Collected data entries
=== Begin Enclosure ===
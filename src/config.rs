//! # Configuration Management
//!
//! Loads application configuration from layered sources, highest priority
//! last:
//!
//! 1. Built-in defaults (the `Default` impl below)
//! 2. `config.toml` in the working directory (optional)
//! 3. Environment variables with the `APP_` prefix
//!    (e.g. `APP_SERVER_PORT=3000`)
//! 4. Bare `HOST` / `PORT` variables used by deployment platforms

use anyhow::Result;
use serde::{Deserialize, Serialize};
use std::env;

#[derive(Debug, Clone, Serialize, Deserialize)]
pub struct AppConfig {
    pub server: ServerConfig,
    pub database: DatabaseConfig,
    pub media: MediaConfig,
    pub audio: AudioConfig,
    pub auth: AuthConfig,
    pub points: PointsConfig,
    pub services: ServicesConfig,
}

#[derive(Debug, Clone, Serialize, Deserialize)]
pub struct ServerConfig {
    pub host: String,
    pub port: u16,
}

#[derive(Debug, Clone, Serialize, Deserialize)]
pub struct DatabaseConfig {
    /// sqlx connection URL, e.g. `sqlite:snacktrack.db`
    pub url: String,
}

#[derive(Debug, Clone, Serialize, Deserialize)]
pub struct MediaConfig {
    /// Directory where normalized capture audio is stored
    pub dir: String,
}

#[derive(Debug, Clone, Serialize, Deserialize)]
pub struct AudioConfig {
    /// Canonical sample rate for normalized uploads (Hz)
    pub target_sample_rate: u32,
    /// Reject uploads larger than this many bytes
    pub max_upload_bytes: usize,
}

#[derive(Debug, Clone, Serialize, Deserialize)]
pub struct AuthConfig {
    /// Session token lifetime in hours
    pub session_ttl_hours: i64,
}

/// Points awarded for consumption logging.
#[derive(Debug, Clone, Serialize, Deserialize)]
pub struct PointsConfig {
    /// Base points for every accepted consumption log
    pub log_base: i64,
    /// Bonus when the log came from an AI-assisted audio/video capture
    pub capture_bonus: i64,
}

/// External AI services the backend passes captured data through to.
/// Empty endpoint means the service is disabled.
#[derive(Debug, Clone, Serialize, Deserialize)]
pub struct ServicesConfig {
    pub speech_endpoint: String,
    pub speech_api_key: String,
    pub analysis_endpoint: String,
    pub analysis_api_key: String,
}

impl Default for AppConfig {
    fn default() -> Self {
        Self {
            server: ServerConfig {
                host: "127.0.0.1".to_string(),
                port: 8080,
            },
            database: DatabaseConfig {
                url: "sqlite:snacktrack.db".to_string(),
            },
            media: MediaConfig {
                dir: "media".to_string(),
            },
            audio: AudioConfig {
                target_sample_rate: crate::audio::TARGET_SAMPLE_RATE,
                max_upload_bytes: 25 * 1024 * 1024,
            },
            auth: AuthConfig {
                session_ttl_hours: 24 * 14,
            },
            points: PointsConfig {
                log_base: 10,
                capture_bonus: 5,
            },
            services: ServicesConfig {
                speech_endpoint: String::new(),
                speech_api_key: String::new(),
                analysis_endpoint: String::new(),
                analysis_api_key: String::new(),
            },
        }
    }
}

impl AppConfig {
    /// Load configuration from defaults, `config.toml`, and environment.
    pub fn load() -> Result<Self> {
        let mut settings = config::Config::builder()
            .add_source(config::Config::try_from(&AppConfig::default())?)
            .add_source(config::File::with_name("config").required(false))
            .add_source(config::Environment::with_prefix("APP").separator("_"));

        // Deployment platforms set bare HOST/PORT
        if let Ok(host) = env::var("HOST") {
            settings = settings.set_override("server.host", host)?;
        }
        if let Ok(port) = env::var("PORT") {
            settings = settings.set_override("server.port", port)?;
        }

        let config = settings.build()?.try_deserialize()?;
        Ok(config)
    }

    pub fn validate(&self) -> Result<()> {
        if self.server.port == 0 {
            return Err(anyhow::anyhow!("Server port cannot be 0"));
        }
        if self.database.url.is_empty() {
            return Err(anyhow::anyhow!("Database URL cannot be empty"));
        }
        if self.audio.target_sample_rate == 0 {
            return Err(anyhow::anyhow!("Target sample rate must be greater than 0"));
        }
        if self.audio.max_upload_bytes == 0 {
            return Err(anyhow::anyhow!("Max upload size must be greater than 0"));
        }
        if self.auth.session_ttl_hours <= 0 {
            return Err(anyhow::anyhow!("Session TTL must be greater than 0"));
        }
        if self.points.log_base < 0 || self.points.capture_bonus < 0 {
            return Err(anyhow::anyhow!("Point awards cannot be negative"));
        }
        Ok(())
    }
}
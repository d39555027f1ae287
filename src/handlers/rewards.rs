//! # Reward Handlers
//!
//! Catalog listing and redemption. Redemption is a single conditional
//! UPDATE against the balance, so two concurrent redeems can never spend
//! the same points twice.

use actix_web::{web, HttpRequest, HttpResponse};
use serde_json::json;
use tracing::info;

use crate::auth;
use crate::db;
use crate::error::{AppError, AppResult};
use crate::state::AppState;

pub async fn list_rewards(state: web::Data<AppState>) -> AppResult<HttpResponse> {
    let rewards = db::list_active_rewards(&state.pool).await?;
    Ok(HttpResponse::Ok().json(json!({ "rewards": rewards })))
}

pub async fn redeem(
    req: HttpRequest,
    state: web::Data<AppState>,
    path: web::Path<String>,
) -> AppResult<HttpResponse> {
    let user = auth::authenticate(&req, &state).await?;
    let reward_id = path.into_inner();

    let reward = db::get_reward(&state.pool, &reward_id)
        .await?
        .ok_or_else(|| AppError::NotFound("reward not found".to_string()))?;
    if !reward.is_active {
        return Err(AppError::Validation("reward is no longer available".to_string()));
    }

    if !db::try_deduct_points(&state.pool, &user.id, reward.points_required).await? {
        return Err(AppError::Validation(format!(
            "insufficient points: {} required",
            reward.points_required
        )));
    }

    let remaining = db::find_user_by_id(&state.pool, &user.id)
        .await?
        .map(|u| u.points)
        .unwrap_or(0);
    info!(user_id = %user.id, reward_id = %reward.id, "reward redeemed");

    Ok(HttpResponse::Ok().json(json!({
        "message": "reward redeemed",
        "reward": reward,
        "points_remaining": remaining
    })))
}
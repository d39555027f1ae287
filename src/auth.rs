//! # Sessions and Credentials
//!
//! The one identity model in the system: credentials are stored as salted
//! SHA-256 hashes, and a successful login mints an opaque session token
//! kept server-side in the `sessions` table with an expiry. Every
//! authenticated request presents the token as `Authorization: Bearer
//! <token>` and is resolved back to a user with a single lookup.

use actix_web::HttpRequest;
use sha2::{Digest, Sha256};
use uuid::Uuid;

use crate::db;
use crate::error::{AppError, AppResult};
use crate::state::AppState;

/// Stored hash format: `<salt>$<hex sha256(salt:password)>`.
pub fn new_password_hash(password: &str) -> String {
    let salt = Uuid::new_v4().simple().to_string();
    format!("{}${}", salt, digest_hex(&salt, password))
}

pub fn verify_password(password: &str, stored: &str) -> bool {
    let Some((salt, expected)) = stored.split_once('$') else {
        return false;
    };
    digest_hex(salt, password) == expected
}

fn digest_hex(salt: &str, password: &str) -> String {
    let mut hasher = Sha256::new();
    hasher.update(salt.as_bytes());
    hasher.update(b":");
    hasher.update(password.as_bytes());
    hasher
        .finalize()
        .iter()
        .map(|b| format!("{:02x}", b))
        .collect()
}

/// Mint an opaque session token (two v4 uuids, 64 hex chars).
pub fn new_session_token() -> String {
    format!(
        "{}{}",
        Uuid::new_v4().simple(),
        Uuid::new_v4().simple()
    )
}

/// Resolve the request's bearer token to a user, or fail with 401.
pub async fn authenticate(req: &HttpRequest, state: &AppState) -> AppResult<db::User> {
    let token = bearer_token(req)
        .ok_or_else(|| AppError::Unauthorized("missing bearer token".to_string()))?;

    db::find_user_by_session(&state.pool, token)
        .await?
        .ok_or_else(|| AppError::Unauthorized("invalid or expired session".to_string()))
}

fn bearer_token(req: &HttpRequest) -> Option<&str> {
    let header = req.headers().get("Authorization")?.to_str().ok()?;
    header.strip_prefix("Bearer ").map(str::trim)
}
=== End Enclosure ===
All lines carrying the word "false" must be copied from the data above.

            .add_source(config::File::with_name("config").required(false))
        return false;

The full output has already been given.